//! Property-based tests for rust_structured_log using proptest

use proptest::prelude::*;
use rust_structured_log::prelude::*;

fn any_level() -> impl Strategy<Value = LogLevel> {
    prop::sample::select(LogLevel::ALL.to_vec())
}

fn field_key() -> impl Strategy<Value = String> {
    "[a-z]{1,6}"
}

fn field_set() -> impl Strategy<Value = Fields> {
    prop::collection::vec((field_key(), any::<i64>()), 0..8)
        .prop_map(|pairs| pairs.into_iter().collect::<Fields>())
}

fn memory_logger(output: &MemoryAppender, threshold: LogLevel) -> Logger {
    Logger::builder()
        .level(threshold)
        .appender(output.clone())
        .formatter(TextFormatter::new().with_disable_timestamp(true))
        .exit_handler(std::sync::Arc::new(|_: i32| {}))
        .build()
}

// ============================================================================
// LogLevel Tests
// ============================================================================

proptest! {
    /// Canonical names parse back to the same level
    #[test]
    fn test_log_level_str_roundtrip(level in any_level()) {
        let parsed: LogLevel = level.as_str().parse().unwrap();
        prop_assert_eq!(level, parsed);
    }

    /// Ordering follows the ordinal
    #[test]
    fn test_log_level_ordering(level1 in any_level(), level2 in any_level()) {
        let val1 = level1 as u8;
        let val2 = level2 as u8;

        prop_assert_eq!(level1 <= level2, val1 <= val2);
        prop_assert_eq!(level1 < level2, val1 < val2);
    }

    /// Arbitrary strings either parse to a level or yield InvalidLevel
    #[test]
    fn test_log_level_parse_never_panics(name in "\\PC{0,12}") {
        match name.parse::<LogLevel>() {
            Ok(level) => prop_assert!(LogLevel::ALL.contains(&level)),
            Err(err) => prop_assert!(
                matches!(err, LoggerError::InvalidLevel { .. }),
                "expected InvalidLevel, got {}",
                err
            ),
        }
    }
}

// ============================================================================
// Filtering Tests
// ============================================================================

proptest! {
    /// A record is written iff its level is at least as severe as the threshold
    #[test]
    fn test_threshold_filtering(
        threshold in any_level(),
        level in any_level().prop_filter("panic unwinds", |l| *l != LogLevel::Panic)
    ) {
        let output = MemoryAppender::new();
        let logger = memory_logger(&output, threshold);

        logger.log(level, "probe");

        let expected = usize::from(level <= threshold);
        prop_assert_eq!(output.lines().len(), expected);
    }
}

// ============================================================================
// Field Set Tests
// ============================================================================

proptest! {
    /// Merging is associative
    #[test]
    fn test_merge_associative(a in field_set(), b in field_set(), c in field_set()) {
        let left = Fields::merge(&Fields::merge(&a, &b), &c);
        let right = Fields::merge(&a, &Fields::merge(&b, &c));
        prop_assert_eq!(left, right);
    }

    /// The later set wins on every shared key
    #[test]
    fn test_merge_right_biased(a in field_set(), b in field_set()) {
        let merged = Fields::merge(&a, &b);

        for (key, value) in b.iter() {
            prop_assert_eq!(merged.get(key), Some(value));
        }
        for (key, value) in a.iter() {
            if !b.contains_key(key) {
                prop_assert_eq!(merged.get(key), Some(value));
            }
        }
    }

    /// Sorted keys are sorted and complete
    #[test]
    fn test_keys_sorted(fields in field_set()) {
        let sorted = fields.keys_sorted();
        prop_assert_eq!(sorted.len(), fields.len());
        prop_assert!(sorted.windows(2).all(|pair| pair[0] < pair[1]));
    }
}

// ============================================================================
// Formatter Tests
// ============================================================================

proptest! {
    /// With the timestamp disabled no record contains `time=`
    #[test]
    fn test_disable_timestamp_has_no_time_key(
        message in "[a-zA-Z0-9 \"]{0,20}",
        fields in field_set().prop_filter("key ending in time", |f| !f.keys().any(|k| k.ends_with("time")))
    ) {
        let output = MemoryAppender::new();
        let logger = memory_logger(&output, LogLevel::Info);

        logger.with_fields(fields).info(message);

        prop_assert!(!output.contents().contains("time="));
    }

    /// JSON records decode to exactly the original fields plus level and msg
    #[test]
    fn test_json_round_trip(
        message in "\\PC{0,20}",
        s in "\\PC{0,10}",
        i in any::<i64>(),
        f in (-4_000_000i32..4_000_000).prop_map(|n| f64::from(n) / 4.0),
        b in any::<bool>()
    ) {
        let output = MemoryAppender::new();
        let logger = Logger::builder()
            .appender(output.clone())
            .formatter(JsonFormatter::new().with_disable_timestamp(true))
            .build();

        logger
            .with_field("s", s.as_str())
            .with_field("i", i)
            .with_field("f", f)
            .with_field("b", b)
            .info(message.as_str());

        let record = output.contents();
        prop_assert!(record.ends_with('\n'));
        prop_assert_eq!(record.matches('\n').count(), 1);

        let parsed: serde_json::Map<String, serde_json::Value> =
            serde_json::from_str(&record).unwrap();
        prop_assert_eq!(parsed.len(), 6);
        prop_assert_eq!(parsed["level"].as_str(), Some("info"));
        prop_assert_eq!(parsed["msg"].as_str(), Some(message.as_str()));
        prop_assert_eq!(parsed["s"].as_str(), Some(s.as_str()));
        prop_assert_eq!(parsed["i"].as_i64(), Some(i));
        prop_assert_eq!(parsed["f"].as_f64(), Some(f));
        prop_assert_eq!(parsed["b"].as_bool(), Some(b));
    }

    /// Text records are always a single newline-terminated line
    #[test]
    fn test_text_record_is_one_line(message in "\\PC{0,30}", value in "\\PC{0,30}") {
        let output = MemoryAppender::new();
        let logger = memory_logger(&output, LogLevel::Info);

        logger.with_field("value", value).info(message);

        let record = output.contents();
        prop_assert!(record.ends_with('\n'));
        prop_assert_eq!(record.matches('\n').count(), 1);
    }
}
━━━
- _Problem description_: Extract the full set of entries word for word.

- _The completed task_:
//! Property-based tests for rust_structured_log using proptest

use proptest::prelude::*;
use rust_structured_log::prelude::*;

fn any_level() -> impl Strategy<Value = LogLevel> {
    prop::sample::select(LogLevel::ALL.to_vec())
}

fn field_key() -> impl Strategy<Value = String> {
    "[a-z]{1,6}"
}

fn field_set() -> impl Strategy<Value = Fields> {
    prop::collection::vec((field_key(), any::<i64>()), 0..8)
        .prop_map(|pairs| pairs.into_iter().collect::<Fields>())
}

fn memory_logger(output: &MemoryAppender, threshold: LogLevel) -> Logger {
    Logger::builder()
        .level(threshold)
        .appender(output.clone())
        .formatter(TextFormatter::new().with_disable_timestamp(true))
        .exit_handler(std::sync::Arc::new(|_: i32| {}))
        .build()
}

// ============================================================================
// LogLevel Tests
// ============================================================================

proptest! {
    /// Canonical names parse back to the same level
    #[test]
    fn test_log_level_str_roundtrip(level in any_level()) {
        let parsed: LogLevel = level.as_str().parse().unwrap();
        prop_assert_eq!(level, parsed);
    }

    /// Ordering follows the ordinal
    #[test]
    fn test_log_level_ordering(level1 in any_level(), level2 in any_level()) {
        let val1 = level1 as u8;
        let val2 = level2 as u8;

        prop_assert_eq!(level1 <= level2, val1 <= val2);
        prop_assert_eq!(level1 < level2, val1 < val2);
    }

    /// Arbitrary strings either parse to a level or yield InvalidLevel
    #[test]
    fn test_log_level_parse_never_panics(name in "\\PC{0,12}") {
        match name.parse::<LogLevel>() {
            Ok(level) => prop_assert!(LogLevel::ALL.contains(&level)),
            Err(err) => prop_assert!(
                matches!(err, LoggerError::InvalidLevel { .. }),
                "expected InvalidLevel, got {}",
                err
            ),
        }
    }
}

// ============================================================================
// Filtering Tests
// ============================================================================

proptest! {
    /// A record is written iff its level is at least as severe as the threshold
    #[test]
    fn test_threshold_filtering(
        threshold in any_level(),
        level in any_level().prop_filter("panic unwinds", |l| *l != LogLevel::Panic)
    ) {
        let output = MemoryAppender::new();
        let logger = memory_logger(&output, threshold);

        logger.log(level, "probe");

        let expected = usize::from(level <= threshold);
        prop_assert_eq!(output.lines().len(), expected);
    }
}

// ============================================================================
// Field Set Tests
// ============================================================================

proptest! {
    /// Merging is associative
    #[test]
    fn test_merge_associative(a in field_set(), b in field_set(), c in field_set()) {
        let left = Fields::merge(&Fields::merge(&a, &b), &c);
        let right = Fields::merge(&a, &Fields::merge(&b, &c));
        prop_assert_eq!(left, right);
    }

    /// The later set wins on every shared key
    #[test]
    fn test_merge_right_biased(a in field_set(), b in field_set()) {
        let merged = Fields::merge(&a, &b);

        for (key, value) in b.iter() {
            prop_assert_eq!(merged.get(key), Some(value));
        }
        for (key, value) in a.iter() {
            if !b.contains_key(key) {
                prop_assert_eq!(merged.get(key), Some(value));
            }
        }
    }

    /// Sorted keys are sorted and complete
    #[test]
    fn test_keys_sorted(fields in field_set()) {
        let sorted = fields.keys_sorted();
        prop_assert_eq!(sorted.len(), fields.len());
        prop_assert!(sorted.windows(2).all(|pair| pair[0] < pair[1]));
    }
}

// ============================================================================
// Formatter Tests
// ============================================================================

proptest! {
    /// With the timestamp disabled no record contains `time=`
    #[test]
    fn test_disable_timestamp_has_no_time_key(
        message in "[a-zA-Z0-9 \"]{0,20}",
        fields in field_set().prop_filter("key ending in time", |f| !f.keys().any(|k| k.ends_with("time")))
    ) {
        let output = MemoryAppender::new();
        let logger = memory_logger(&output, LogLevel::Info);

        logger.with_fields(fields).info(message);

        prop_assert!(!output.contents().contains("time="));
    }

    /// JSON records decode to exactly the original fields plus level and msg
    #[test]
    fn test_json_round_trip(
        message in "\\PC{0,20}",
        s in "\\PC{0,10}",
        i in any::<i64>(),
        f in (-4_000_000i32..4_000_000).prop_map(|n| f64::from(n) / 4.0),
        b in any::<bool>()
    ) {
        let output = MemoryAppender::new();
        let logger = Logger::builder()
            .appender(output.clone())
            .formatter(JsonFormatter::new().with_disable_timestamp(true))
            .build();

        logger
            .with_field("s", s.as_str())
            .with_field("i", i)
            .with_field("f", f)
            .with_field("b", b)
            .info(message.as_str());

        let record = output.contents();
        prop_assert!(record.ends_with('\n'));
        prop_assert_eq!(record.matches('\n').count(), 1);

        let parsed: serde_json::Map<String, serde_json::Value> =
            serde_json::from_str(&record).unwrap();
        prop_assert_eq!(parsed.len(), 6);
        prop_assert_eq!(parsed["level"].as_str(), Some("info"));
        prop_assert_eq!(parsed["msg"].as_str(), Some(message.as_str()));
        prop_assert_eq!(parsed["s"].as_str(), Some(s.as_str()));
        prop_assert_eq!(parsed["i"].as_i64(), Some(i));
        prop_assert_eq!(parsed["f"].as_f64(), Some(f));
        prop_assert_eq!(parsed["b"].as_bool(), Some(b));
    }

    /// Text records are always a single newline-terminated line
    #[test]
    fn test_text_record_is_one_line(message in "\\PC{0,30}", value in "\\PC{0,30}") {
        let output = MemoryAppender::new();
        let logger = memory_logger(&output, LogLevel::Info);

        logger.with_field("value", value).info(message);

        let record = output.contents();
        prop_assert!(record.ends_with('\n'));
        prop_assert_eq!(record.matches('\n').count(), 1);
    }
}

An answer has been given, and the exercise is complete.